To do.
For the entries below, count the lines that contain the word "otherwise" and reply with that number only.

(Stored data)

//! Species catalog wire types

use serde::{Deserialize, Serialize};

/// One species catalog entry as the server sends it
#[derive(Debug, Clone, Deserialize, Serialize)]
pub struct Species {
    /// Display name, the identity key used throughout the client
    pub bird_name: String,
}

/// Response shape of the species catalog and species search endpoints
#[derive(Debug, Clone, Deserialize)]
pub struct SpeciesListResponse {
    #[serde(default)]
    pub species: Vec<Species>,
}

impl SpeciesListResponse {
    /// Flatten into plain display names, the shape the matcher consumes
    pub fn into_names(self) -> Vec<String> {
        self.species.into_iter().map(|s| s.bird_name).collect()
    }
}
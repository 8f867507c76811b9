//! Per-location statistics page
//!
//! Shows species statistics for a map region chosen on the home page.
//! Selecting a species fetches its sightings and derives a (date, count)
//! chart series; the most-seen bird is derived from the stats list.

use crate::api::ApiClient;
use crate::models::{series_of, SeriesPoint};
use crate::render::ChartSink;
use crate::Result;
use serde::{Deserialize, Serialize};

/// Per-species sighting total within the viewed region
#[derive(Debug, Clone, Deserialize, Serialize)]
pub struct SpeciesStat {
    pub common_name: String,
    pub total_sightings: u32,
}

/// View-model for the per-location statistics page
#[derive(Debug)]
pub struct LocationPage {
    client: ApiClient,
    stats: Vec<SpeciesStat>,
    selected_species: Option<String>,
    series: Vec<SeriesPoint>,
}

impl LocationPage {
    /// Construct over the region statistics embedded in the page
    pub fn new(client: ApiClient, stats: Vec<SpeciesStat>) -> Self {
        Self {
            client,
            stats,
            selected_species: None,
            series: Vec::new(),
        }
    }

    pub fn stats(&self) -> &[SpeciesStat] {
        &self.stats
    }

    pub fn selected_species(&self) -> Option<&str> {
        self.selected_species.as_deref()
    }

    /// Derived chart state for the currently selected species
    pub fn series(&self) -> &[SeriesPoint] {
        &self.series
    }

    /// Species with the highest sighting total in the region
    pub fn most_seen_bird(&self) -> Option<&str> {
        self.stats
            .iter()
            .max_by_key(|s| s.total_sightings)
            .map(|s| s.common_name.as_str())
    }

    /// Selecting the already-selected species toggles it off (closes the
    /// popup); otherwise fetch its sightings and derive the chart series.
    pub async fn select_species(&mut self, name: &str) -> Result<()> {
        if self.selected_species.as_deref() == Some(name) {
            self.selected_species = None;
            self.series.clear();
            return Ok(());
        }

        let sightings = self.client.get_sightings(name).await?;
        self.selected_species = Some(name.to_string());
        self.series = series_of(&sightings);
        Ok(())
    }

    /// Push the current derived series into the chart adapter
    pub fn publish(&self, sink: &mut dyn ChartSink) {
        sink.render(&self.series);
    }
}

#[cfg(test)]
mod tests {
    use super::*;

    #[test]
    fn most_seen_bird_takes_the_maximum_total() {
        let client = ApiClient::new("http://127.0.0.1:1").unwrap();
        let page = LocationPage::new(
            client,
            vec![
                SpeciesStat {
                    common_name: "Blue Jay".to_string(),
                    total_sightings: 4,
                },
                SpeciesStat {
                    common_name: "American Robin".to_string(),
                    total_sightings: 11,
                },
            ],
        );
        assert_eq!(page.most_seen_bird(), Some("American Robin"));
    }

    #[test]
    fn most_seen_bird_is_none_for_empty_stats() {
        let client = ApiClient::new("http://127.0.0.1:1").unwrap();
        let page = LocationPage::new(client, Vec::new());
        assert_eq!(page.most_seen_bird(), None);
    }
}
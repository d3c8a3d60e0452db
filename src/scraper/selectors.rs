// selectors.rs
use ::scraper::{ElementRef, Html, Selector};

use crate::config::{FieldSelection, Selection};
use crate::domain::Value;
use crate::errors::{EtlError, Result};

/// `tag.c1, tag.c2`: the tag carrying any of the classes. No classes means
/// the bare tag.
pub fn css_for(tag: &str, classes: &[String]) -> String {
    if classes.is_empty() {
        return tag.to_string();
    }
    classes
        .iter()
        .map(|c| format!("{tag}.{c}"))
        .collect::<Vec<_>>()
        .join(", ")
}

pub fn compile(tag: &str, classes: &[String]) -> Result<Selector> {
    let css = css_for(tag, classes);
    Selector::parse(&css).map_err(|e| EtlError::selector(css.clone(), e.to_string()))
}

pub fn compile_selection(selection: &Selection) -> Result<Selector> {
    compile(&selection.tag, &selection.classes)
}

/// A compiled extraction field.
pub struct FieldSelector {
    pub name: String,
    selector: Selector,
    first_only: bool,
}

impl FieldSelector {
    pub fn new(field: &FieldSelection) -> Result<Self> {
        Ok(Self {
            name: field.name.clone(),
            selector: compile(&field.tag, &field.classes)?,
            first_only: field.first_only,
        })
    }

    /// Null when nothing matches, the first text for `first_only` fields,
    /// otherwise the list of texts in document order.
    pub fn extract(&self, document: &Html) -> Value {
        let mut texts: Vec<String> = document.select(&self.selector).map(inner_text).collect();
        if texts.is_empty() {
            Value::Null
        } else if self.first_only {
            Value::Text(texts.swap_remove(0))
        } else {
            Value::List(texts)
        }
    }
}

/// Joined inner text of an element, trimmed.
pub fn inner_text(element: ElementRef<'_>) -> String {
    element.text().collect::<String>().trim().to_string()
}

Task solution.
2